## What you will do
Retype, word for word, every line of the records below starting at the one that contains "checkpoint cannot be persisted." and ending at the one that contains "pub fn covering(checkpoint: Checkpoint, types: impl"; include both of those lines and nothing more.

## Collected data
[Start of section]
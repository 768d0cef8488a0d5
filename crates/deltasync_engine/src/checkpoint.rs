//! Durable storage for the pull checkpoint ("latest UST").

use crate::error::SyncResult;
use deltasync_codec::{from_cbor, to_cbor};
use deltasync_core::RecordType;
use deltasync_protocol::Checkpoint;
use parking_lot::Mutex;
use serde::{Deserialize, Serialize};
use std::fs::{self, File};
use std::io::{self, Write};
use std::path::{Path, PathBuf};

/// Persistence for the sync checkpoint.
///
/// A store that has never been written reports [`Checkpoint::ZERO`], which
/// makes the next pull a full resync.
///
/// Alongside the checkpoint the store keeps the record types it covers.
/// Deltas of a type registered after the checkpoint moved were skipped by
/// earlier pulls, so the engine rewinds to zero until every registered type
/// is covered.
pub trait CheckpointStore: Send + Sync {
    /// Loads the stored checkpoint.
    ///
    /// # Errors
    ///
    /// Returns an error if the checkpoint exists but cannot be read.
    fn load(&self) -> SyncResult<Checkpoint>;

    /// Durably replaces the stored checkpoint.
    ///
    /// # Errors
    ///
    /// Returns an error if the checkpoint cannot be persisted.
    fn save(&self, checkpoint: Checkpoint) -> SyncResult<()>;

    /// Loads the record types the stored checkpoint covers.
    ///
    /// # Errors
    ///
    /// Returns an error if the store exists but cannot be read.
    fn load_covered(&self) -> SyncResult<Vec<RecordType>>;

    /// Durably replaces the covered record types.
    ///
    /// # Errors
    ///
    /// Returns an error if the types cannot be persisted.
    fn save_covered(&self, types: &[RecordType]) -> SyncResult<()>;
}

/// In-memory checkpoint, lost on restart.
#[derive(Debug, Default)]
pub struct MemoryCheckpointStore {
    value: Mutex<Checkpoint>,
    covered: Mutex<Vec<RecordType>>,
}

impl MemoryCheckpointStore {
    /// Creates a store at checkpoint zero.
    pub fn new() -> Self {
        Self::default()
    }

    /// Creates a store at `checkpoint`.
    pub fn starting_at(checkpoint: Checkpoint) -> Self {
        Self {
            value: Mutex::new(checkpoint),
            covered: Mutex::new(Vec::new()),
        }
    }

    /// Creates a store at `checkpoint` that already covers `types`.
    pub fn covering(checkpoint: Checkpoint, types: impl IntoIterator<Item = RecordType>) -> Self {
        Self {
            value: Mutex::new(checkpoint),
            covered: Mutex::new(types.into_iter().collect()),
        }
    }
}

impl CheckpointStore for MemoryCheckpointStore {
    fn load(&self) -> SyncResult<Checkpoint> {
        Ok(*self.value.lock())
    }

    fn save(&self, checkpoint: Checkpoint) -> SyncResult<()> {
        *self.value.lock() = checkpoint;
        Ok(())
    }

    fn load_covered(&self) -> SyncResult<Vec<RecordType>> {
        Ok(self.covered.lock().clone())
    }

    fn save_covered(&self, types: &[RecordType]) -> SyncResult<()> {
        *self.covered.lock() = types.to_vec();
        Ok(())
    }
}

const FORMAT_VERSION: u8 = 1;

#[derive(Serialize, Deserialize)]
struct CheckpointFile {
    version: u8,
    checkpoint: Checkpoint,
    #[serde(default)]
    covered: Vec<RecordType>,
}

impl CheckpointFile {
    fn empty() -> Self {
        Self {
            version: FORMAT_VERSION,
            checkpoint: Checkpoint::ZERO,
            covered: Vec::new(),
        }
    }
}

/// Checkpoint stored in a single file.
///
/// Writes go to a temporary sibling, are fsynced, renamed over the target
/// and the directory is fsynced, so a crash leaves either the old or the new
/// value.
#[derive(Debug)]
pub struct FileCheckpointStore {
    path: PathBuf,
    temp_path: PathBuf,
    lock: Mutex<()>,
}

impl FileCheckpointStore {
    /// Creates a store backed by `path`. The file need not exist.
    pub fn new(path: impl Into<PathBuf>) -> Self {
        let path = path.into();
        let mut temp = path.clone().into_os_string();
        temp.push(".tmp");
        Self {
            path,
            temp_path: PathBuf::from(temp),
            lock: Mutex::new(()),
        }
    }

    /// Returns the checkpoint file path.
    pub fn path(&self) -> &Path {
        &self.path
    }

    fn read_file(&self) -> SyncResult<CheckpointFile> {
        let data = match fs::read(&self.path) {
            Ok(data) => data,
            Err(e) if e.kind() == io::ErrorKind::NotFound => return Ok(CheckpointFile::empty()),
            Err(e) => return Err(e.into()),
        };
        if data.is_empty() {
            return Ok(CheckpointFile::empty());
        }

        let file: CheckpointFile = from_cbor(&data)?;
        if file.version != FORMAT_VERSION {
            return Err(io::Error::new(
                io::ErrorKind::InvalidData,
                format!("unsupported checkpoint format version {}", file.version),
            )
            .into());
        }
        Ok(file)
    }

    fn write_file(&self, contents: &CheckpointFile) -> SyncResult<()> {
        let data = to_cbor(contents)?;

        let mut file = File::create(&self.temp_path)?;
        file.write_all(&data)?;
        file.sync_all()?;
        drop(file);

        fs::rename(&self.temp_path, &self.path)?;
        self.sync_directory()?;
        Ok(())
    }

    #[cfg(unix)]
    fn sync_directory(&self) -> io::Result<()> {
        match self.path.parent() {
            Some(dir) if !dir.as_os_str().is_empty() => File::open(dir)?.sync_all(),
            _ => File::open(".")?.sync_all(),
        }
    }

    #[cfg(not(unix))]
    fn sync_directory(&self) -> io::Result<()> {
        Ok(())
    }
}

impl CheckpointStore for FileCheckpointStore {
    fn load(&self) -> SyncResult<Checkpoint> {
        let _guard = self.lock.lock();
        Ok(self.read_file()?.checkpoint)
    }

    fn save(&self, checkpoint: Checkpoint) -> SyncResult<()> {
        let _guard = self.lock.lock();
        let mut file = self.read_file()?;
        file.checkpoint = checkpoint;
        self.write_file(&file)
    }

    fn load_covered(&self) -> SyncResult<Vec<RecordType>> {
        let _guard = self.lock.lock();
        Ok(self.read_file()?.covered)
    }

    fn save_covered(&self, types: &[RecordType]) -> SyncResult<()> {
        let _guard = self.lock.lock();
        let mut file = self.read_file()?;
        file.covered = types.to_vec();
        self.write_file(&file)
    }
}

#[cfg(test)]
mod tests {
    use super::*;
    use crate::error::SyncError;

    #[test]
    fn memory_store() {
        let store = MemoryCheckpointStore::new();
        assert_eq!(store.load().unwrap(), Checkpoint::ZERO);
        store.save(Checkpoint::new(9)).unwrap();
        assert_eq!(store.load().unwrap(), Checkpoint::new(9));

        assert!(store.load_covered().unwrap().is_empty());
        store.save_covered(&[RecordType::new("Book")]).unwrap();
        assert_eq!(store.load_covered().unwrap(), vec![RecordType::new("Book")]);
    }

    #[test]
    fn missing_file_means_full_resync() {
        let dir = tempfile::tempdir().unwrap();
        let store = FileCheckpointStore::new(dir.path().join("checkpoint"));
        assert_eq!(store.load().unwrap(), Checkpoint::ZERO);
    }

    #[test]
    fn file_store_survives_reopen() {
        let dir = tempfile::tempdir().unwrap();
        let path = dir.path().join("checkpoint");

        FileCheckpointStore::new(&path)
            .save(Checkpoint::new(42))
            .unwrap();
        let reopened = FileCheckpointStore::new(&path);
        assert_eq!(reopened.load().unwrap(), Checkpoint::new(42));
        assert!(!dir.path().join("checkpoint.tmp").exists());

        reopened.save(Checkpoint::new(43)).unwrap();
        assert_eq!(reopened.load().unwrap(), Checkpoint::new(43));
    }

    #[test]
    fn covered_types_survive_reopen() {
        let dir = tempfile::tempdir().unwrap();
        let path = dir.path().join("checkpoint");

        let store = FileCheckpointStore::new(&path);
        assert!(store.load_covered().unwrap().is_empty());
        store.save(Checkpoint::new(7)).unwrap();
        store
            .save_covered(&[RecordType::new("Book"), RecordType::new("Author")])
            .unwrap();

        let reopened = FileCheckpointStore::new(&path);
        assert_eq!(reopened.load().unwrap(), Checkpoint::new(7));
        assert_eq!(
            reopened.load_covered().unwrap(),
            vec![RecordType::new("Book"), RecordType::new("Author")]
        );

        // Saving the checkpoint keeps the covered types.
        reopened.save(Checkpoint::new(8)).unwrap();
        assert_eq!(reopened.load_covered().unwrap().len(), 2);
    }

    #[test]
    fn corrupt_file_is_an_error() {
        let dir = tempfile::tempdir().unwrap();
        let path = dir.path().join("checkpoint");
        fs::write(&path, b"\xff\x00garbage").unwrap();

        let result = FileCheckpointStore::new(&path).load();
        assert!(matches!(result, Err(SyncError::Codec(_))));
    }
}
[End of section]
## Reply to the task
    /// Returns an error if the checkpoint cannot be persisted.
    fn save(&self, checkpoint: Checkpoint) -> SyncResult<()>;

    /// Loads the record types the stored checkpoint covers.
    ///
    /// # Errors
    ///
    /// Returns an error if the store exists but cannot be read.
    fn load_covered(&self) -> SyncResult<Vec<RecordType>>;

    /// Durably replaces the covered record types.
    ///
    /// # Errors
    ///
    /// Returns an error if the types cannot be persisted.
    fn save_covered(&self, types: &[RecordType]) -> SyncResult<()>;
}

/// In-memory checkpoint, lost on restart.
#[derive(Debug, Default)]
pub struct MemoryCheckpointStore {
    value: Mutex<Checkpoint>,
    covered: Mutex<Vec<RecordType>>,
}

impl MemoryCheckpointStore {
    /// Creates a store at checkpoint zero.
    pub fn new() -> Self {
        Self::default()
    }

    /// Creates a store at `checkpoint`.
    pub fn starting_at(checkpoint: Checkpoint) -> Self {
        Self {
            value: Mutex::new(checkpoint),
            covered: Mutex::new(Vec::new()),
        }
    }

    /// Creates a store at `checkpoint` that already covers `types`.
    pub fn covering(checkpoint: Checkpoint, types: impl IntoIterator<Item = RecordType>) -> Self {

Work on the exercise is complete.